それか、視線に慣れてしまっただけなのか。

「ははっ。お店がいっぱいあって楽しそうですけど、何のお店なのかも分かりません」
「ふふ、分かるよ。私もそうだった。気になるところは片っ端から見ていこう。欲しいものがあったら遠慮なく言うんだよ」
「いやいや! 見て回ってくださるだけで充分過ぎます」

こんなところ、一人だったら絶対に回れない。迷子になるし、下手したら交番にも辿り着けない。
改めて、地図を見る力は必要だと思った。街頭の案内板を見ても、自分がどこから歩いてきたのかさっぱり分からない。

ここで生きていける気がしない……。

青い顔で佇んでると、宗一さんは手を叩いた。
「そうだ、ひとつ買い物していこう」
「?」
連れてこられたのは、いわゆる携帯ショップというところ。パソコンは分かるけど、最新のスマートフォンと言われてもまるで分からなかった。分からない尽くしで逆に笑ってしまう。

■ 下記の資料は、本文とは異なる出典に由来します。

//! Real-time text streaming to channels and debounce-batched trace lines.
//!
//! Channels that support in-place edits get the streaming treatment: the
//! first visible chunk posts a message, later chunks update it, throttled
//! to ~0.5 s. Completed `<internal>` blocks render as 🧠 thoughts and
//! unclosed ones are hidden until the closing tag streams in.

use std::collections::HashMap;
use std::sync::{Arc, Mutex};
use std::time::{Duration, Instant};

use pynchy_store::Store;
use tokio::task::JoinHandle;
use tracing::warn;

use crate::channel::Channel;
use crate::format::format_internal_tags;

/// Minimum interval between in-place updates.
const STREAM_THROTTLE: Duration = Duration::from_millis(500);

/// Cursor glyph appended while the message is still streaming.
const STREAM_CURSOR: &str = " \u{258c}";

#[derive(Default)]
struct StreamState {
    buffer: String,
    /// channel name → message id for in-place updates.
    message_ids: HashMap<String, String>,
    last_update: Option<Instant>,
}

/// Per-chat streaming state across channels that support edits.
pub struct StreamManager {
    channels: Vec<Arc<dyn Channel>>,
    store: Arc<Store>,
    states: Mutex<HashMap<String, StreamState>>,
}

impl StreamManager {
    pub fn new(channels: Vec<Arc<dyn Channel>>, store: Arc<Store>) -> Self {
        Self {
            channels,
            store,
            states: Mutex::new(HashMap::new()),
        }
    }

    /// Append a streamed delta and push if the throttle window passed.
    pub async fn on_text_delta(&self, chat_jid: &str, delta: &str) {
        let display = {
            let mut states = self.states.lock().unwrap();
            let state = states.entry(chat_jid.to_string()).or_default();
            state.buffer.push_str(delta);
            let throttled = state
                .last_update
                .map(|t| t.elapsed() < STREAM_THROTTLE)
                .unwrap_or(false);
            if throttled {
                return;
            }
            let Some(display) = visible_text(&state.buffer, false) else {
                return;
            };
            state.last_update = Some(Instant::now());
            display
        };
        self.push(chat_jid, &display, false).await;
    }

    /// Flush and drop the stream for a chat — called before trace events
    /// and on result so text becomes its own completed message.
    pub async fn finalize(&self, chat_jid: &str) -> Option<String> {
        let (display, raw) = {
            let mut states = self.states.lock().unwrap();
            let state = states.remove(chat_jid)?;
            if state.buffer.is_empty() {
                return None;
            }
            let display = visible_text(&state.buffer, true)?;
            (display, state)
        };
        // Re-insert message ids briefly so push can update in place.
        {
            let mut states = self.states.lock().unwrap();
            states.insert(
                chat_jid.to_string(),
                StreamState {
                    buffer: String::new(),
                    message_ids: raw.message_ids,
                    last_update: None,
                },
            );
        }
        self.push(chat_jid, &display, true).await;
        self.states.lock().unwrap().remove(chat_jid);
        Some(display)
    }

    async fn push(&self, chat_jid: &str, display: &str, final_push: bool) {
        let text = if final_push {
            display.to_string()
        } else {
            format!("{display}{STREAM_CURSOR}")
        };
        for ch in self.channels.iter().filter(|c| c.is_connected() && c.supports_editing()) {
            let target_jid = self
                .store
                .resolve_channel_jid(chat_jid, ch.name())
                .unwrap_or_else(|_| chat_jid.to_string());
            let existing = {
                let states = self.states.lock().unwrap();
                states
                    .get(chat_jid)
                    .and_then(|s| s.message_ids.get(ch.name()).cloned())
            };
            match existing {
                Some(message_id) => {
                    if let Err(e) = ch.update_message(&target_jid, &message_id, &text).await {
                        warn!(channel = ch.name(), error = %e, "stream update failed");
                    }
                }
                None => match ch.post_message(&target_jid, &text).await {
                    Ok(Some(message_id)) => {
                        let mut states = self.states.lock().unwrap();
                        if let Some(state) = states.get_mut(chat_jid) {
                            state.message_ids.insert(ch.name().to_string(), message_id);
                        }
                    }
                    Ok(None) => {
                        warn!(channel = ch.name(), "post_message returned no message id");
                    }
                    Err(e) => {
                        warn!(channel = ch.name(), error = %e, "stream post failed");
                    }
                },
            }
        }
    }
}

/// Thought-rendered text with unclosed `<internal>` blocks hidden.
/// `None` when nothing is visible yet.
fn visible_text(buffer: &str, final_push: bool) -> Option<String> {
    let mut filtered = format_internal_tags(buffer);
    if let Some(unclosed) = filtered.rfind("<internal>") {
        filtered.truncate(unclosed);
        let trimmed = filtered.trim_end().len();
        filtered.truncate(trimmed);
    }
    if filtered.is_empty() && !final_push {
        return None;
    }
    Some(filtered)
}

/// Debounce-batches trace lines (tool previews, thinking snippets) per
/// chat so rapid tool sequences arrive as one message. Result and host
/// messages bypass the batcher; callers flush before sending them so
/// traces stay ahead of the reply.
pub struct TraceBatcher {
    cooldown: Duration,
    buffers: Arc<Mutex<HashMap<String, Vec<String>>>>,
    timers: Mutex<HashMap<String, JoinHandle<()>>>,
    flush_tx: tokio::sync::mpsc::UnboundedSender<String>,
}

impl TraceBatcher {
    /// Returns the batcher plus the receiver of flush requests; the owner
    /// drains it and broadcasts each drained batch.
    pub fn new(cooldown: Duration) -> (Self, tokio::sync::mpsc::UnboundedReceiver<String>) {
        let (flush_tx, flush_rx) = tokio::sync::mpsc::unbounded_channel();
        (
            Self {
                cooldown,
                buffers: Arc::new(Mutex::new(HashMap::new())),
                timers: Mutex::new(HashMap::new()),
                flush_tx,
            },
            flush_rx,
        )
    }

    /// Append a trace line and (re)start the cooldown timer.
    pub fn enqueue(&self, chat_jid: &str, line: String) {
        self.buffers
            .lock()
            .unwrap()
            .entry(chat_jid.to_string())
            .or_default()
            .push(line);

        let mut timers = self.timers.lock().unwrap();
        if let Some(old) = timers.remove(chat_jid) {
            old.abort();
        }
        let tx = self.flush_tx.clone();
        let jid = chat_jid.to_string();
        let cooldown = self.cooldown;
        timers.insert(
            chat_jid.to_string(),
            tokio::spawn(async move {
                tokio::time::sleep(cooldown).await;
                let _ = tx.send(jid);
            }),
        );
    }

    /// Take pending lines for a chat (joined), cancelling its timer.
    pub fn take(&self, chat_jid: &str) -> Option<String> {
        if let Some(timer) = self.timers.lock().unwrap().remove(chat_jid) {
            timer.abort();
        }
        let lines = self.buffers.lock().unwrap().remove(chat_jid)?;
        if lines.is_empty() {
            None
        } else {
            Some(lines.join("\n"))
        }
    }

    /// All chats with pending traces — drained at shutdown.
    pub fn pending_jids(&self) -> Vec<String> {
        self.buffers.lock().unwrap().keys().cloned().collect()
    }
}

「つまり携帯みたいなものだよ。ネットで色々調べられて、大抵の場所なら支払いができる。私とも連絡がとれるし、白希は持ってた方がいい」
「い、いや……」

店員の男性が見せてくれたパンフレットを見て顔が引き攣る。値段が……これ、ちょっとゼロが多過ぎないか。
今の人は皆こんなものを一台持ってるのか。店内では小さな子どもも自分用に選んでるし、色々凄すぎる。
横を見ると宗一さんは既に最新機種で契約しようとしていた。

「名義は私でお願いします。カード一括で」
「そ、宗一さん。私は大丈夫です。こんな高い物……本当に必要になったら、自分で働いて買いますから」
「またまた。白希は家庭に入るんだから、働く予定はないよ?」
「家庭に入る予定の方がもっとないです」

小声で話し合っていると、会話が聞こえてしまったらしく、店員がにこやかに声をかけてきた。
「おや、ご結婚されるんですか! おめでとうございます」
「ありがとうございます。今月中に入籍する予定です」
今……月?
話が飛躍し過ぎてついていけない。蒼白になる白希をよそに、店員と宗一は盛り上がった。

「ケースや保護フィルムはどうされますか?」
「すぐに使いたいので、こちらで全部お願いします」
「かしこまりました。いやー、それにしてもお幸せですね」

ふと、店員がこちらを見る。ケースは女性が好きそうな華やかな色ばかり用意し、奨めてきた。中には花柄やきらきらした装飾のものも多くて、内心ウッとなる。
「お好みの柄があればどうぞ」
「あー……えっと、これはちょっと私には……」
男が持つには異様だ。かと言ってはっきり断るのも悪く、言葉を濁した。すると彼も察したらしく、地味な単色も持ってきてくれた。